**Task instructions**
Go through the entries below and copy each line that holds the word "DTOs".

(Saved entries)
——
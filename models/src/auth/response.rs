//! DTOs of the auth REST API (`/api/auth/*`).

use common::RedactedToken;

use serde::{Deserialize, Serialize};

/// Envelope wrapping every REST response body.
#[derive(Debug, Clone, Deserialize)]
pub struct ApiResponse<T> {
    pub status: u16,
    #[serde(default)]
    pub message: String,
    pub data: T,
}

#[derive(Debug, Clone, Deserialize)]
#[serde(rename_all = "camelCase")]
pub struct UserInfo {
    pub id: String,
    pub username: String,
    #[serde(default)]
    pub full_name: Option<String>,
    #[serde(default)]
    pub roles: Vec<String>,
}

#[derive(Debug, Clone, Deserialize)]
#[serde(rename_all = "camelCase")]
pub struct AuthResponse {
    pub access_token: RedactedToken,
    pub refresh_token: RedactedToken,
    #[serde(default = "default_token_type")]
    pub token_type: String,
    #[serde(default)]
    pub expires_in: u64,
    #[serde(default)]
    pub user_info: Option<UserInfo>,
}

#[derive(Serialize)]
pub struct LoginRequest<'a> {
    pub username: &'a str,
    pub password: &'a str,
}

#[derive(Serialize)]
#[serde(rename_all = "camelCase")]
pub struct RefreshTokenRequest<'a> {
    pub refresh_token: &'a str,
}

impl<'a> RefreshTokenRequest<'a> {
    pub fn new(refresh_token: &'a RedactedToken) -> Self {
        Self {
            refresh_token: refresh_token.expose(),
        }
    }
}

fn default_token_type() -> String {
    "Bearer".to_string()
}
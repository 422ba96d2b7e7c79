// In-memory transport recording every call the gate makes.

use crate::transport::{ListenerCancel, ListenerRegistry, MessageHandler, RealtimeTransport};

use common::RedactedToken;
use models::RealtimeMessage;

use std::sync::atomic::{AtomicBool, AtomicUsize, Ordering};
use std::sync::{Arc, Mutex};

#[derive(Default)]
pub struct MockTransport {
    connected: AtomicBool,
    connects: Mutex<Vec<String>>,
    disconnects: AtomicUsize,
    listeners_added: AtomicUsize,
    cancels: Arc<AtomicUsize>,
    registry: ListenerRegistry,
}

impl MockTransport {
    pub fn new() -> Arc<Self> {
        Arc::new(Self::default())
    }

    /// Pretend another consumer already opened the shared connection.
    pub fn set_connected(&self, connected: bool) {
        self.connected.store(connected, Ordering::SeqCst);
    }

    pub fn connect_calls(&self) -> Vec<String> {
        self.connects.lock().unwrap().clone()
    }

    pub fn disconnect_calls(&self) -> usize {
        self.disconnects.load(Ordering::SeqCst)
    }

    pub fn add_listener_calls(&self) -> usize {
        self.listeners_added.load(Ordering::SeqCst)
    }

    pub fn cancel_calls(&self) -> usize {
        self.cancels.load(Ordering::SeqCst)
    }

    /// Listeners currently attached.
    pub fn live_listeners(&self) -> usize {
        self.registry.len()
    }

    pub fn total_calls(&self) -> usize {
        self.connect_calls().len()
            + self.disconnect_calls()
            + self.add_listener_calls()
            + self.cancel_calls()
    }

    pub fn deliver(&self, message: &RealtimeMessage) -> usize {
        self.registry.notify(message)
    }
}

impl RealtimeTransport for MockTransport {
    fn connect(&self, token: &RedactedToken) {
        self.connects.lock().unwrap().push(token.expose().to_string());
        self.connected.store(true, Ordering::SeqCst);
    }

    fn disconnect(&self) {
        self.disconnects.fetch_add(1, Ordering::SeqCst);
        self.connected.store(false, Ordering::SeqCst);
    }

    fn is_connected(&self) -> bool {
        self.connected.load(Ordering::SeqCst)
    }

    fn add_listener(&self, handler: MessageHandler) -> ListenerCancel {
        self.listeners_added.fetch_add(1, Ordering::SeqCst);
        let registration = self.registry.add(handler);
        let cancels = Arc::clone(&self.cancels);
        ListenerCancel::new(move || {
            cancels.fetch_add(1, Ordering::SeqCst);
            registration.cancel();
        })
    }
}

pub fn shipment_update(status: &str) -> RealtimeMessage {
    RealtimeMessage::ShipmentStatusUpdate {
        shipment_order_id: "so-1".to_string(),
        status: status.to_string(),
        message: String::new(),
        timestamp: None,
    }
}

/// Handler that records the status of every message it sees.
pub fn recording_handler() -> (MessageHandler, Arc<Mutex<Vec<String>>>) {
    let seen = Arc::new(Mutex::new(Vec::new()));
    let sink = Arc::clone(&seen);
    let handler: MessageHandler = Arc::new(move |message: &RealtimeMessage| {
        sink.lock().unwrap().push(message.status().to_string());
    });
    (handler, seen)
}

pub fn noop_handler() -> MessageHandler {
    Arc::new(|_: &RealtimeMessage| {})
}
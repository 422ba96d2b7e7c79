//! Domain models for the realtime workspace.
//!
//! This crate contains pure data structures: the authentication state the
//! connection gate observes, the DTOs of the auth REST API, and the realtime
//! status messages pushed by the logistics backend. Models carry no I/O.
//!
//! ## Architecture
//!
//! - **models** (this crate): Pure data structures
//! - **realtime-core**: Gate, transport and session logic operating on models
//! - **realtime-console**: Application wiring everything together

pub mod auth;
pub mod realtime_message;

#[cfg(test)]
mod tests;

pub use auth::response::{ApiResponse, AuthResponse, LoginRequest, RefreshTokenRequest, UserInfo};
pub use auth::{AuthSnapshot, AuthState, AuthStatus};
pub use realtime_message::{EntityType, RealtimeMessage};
——
**Solution to this problem**
//! DTOs of the auth REST API (`/api/auth/*`).
//! connection gate observes, the DTOs of the auth REST API, and the realtime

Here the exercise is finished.